18

Will the third snow come?

Mamma says that Zia’s true boyfriend will be like the snow that seemed it would never come in that poem she used to read us at Christmas when we were little. Sleet would come and just melt, whirling snow would come and turn into mud, and when everyone had eventually given up hope, all of a sudden the snow came ‘shyly splendid, confidently thick’. Zia’s boyfriend will come like that, all of a sudden; we will have no doubt and we will recognise him.

In the end he phoned me.

‘I’m trying to put this crappy marriage back together,’ he told me.

‘That’s the right thing to do,’ I said in a firm and resolute tone. ‘Happiness can’t be built on other people’s unhappiness.’

Not even my father’s God would put up with that.

Mamma is back in hospital and when I went to see her it was a stunning day but it was wasted on me.

As always, she was waiting, nicely dressed and sitting on the perfectly made bed. So that she wouldn’t see I was upset I went and looked out the window.

‘How are you?’ she asked.

‘Good.’ But I didn’t turn around because I was crying.

‘Why are you crying?’

I spun around and hugged her, weeping.

‘That man, the one in your stories – he hasn’t been in touch? Sorry for reading them, I found them one day when I wanted to tidy up your wardrobe a bit. And I know about the paintings too. One time Papà was talking so loudly on the phone . . . The thing is, you think I never notice anything.’
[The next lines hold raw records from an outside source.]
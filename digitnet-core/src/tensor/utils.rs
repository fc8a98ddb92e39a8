use crate::error::DigitNetError;

/// Number of elements described by a shape. The empty shape (rank 0) has one element.
pub fn num_elements(shape: &[usize]) -> usize {
    shape.iter().product()
}

/// Like [`num_elements`], but `None` when the product overflows `usize`.
pub fn checked_num_elements(shape: &[usize]) -> Option<usize> {
    shape.iter().try_fold(1usize, |acc, &dim| acc.checked_mul(dim))
}

/// Row-major flat position of a multi-index:
/// `flat = Σ_i index[i] * Π_{j>i} shape[j]`.
///
/// # Errors
/// `IndexRankMismatch` if `index.len() != shape.len()`, `IndexOutOfBounds`
/// if some `index[i] >= shape[i]`.
pub fn flat_index(shape: &[usize], index: &[usize]) -> Result<usize, DigitNetError> {
    if index.len() != shape.len() {
        return Err(DigitNetError::IndexRankMismatch {
            expected: shape.len(),
            actual: index.len(),
        });
    }

    let mut flat = 0;
    let mut dim_product = 1;
    for (&i, &dim) in index.iter().zip(shape.iter()).rev() {
        if i >= dim {
            return Err(DigitNetError::IndexOutOfBounds {
                index: index.to_vec(),
                shape: shape.to_vec(),
            });
        }
        flat += i * dim_product;
        dim_product *= dim;
    }
    Ok(flat)
}

/// Advances `index` to the next position in row-major order (last component
/// varies fastest). Returns `false` once the index wraps past the last element,
/// leaving it at all zeros.
pub fn next_index(index: &mut [usize], shape: &[usize]) -> bool {
    for d in (0..index.len()).rev() {
        index[d] += 1;
        if index[d] < shape[d] {
            return true;
        }
        index[d] = 0;
    }
    false
}

#[cfg(test)]
#[path = "utils_test.rs"]
mod tests;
It was very late when I left. So, my mother had gone through my drawers, she who never wanted to know anything for fear the truth would be ugly. And it was ugly. Maybe that’s why she had no longer wanted to eat. I asked my father’s God, my mother’s God, Nonna’s God – crying the whole time – the reason why we inevitably hurt one another all the time, even those we love most.

‘You just have to endure it,’ I told myself. ‘You have to get used to eating shit because, like in the concentration camps, there’s always someone who makes it through.’

Just now when Mamma’s in hospital, the residents’ committee has summoned us all and said that they have obtained permission to add a storey to the building. There’ll be an apartment in place of the garden and a bit of money for everybody.

Out of nine, there are seven votes in favour of the new apartment and two against – mine of course, and that of the lady downstairs. Everyone else says it’s no big deal – we’ll divide up the pots and planters, the canopy, the awnings, the trellises and we’ll put them on our balconies and it’ll be just as nice, plus we’ll all get a bit of money. They’re sorry for the signora, who’s done so much work, but you’ve got to be a bit practical in life.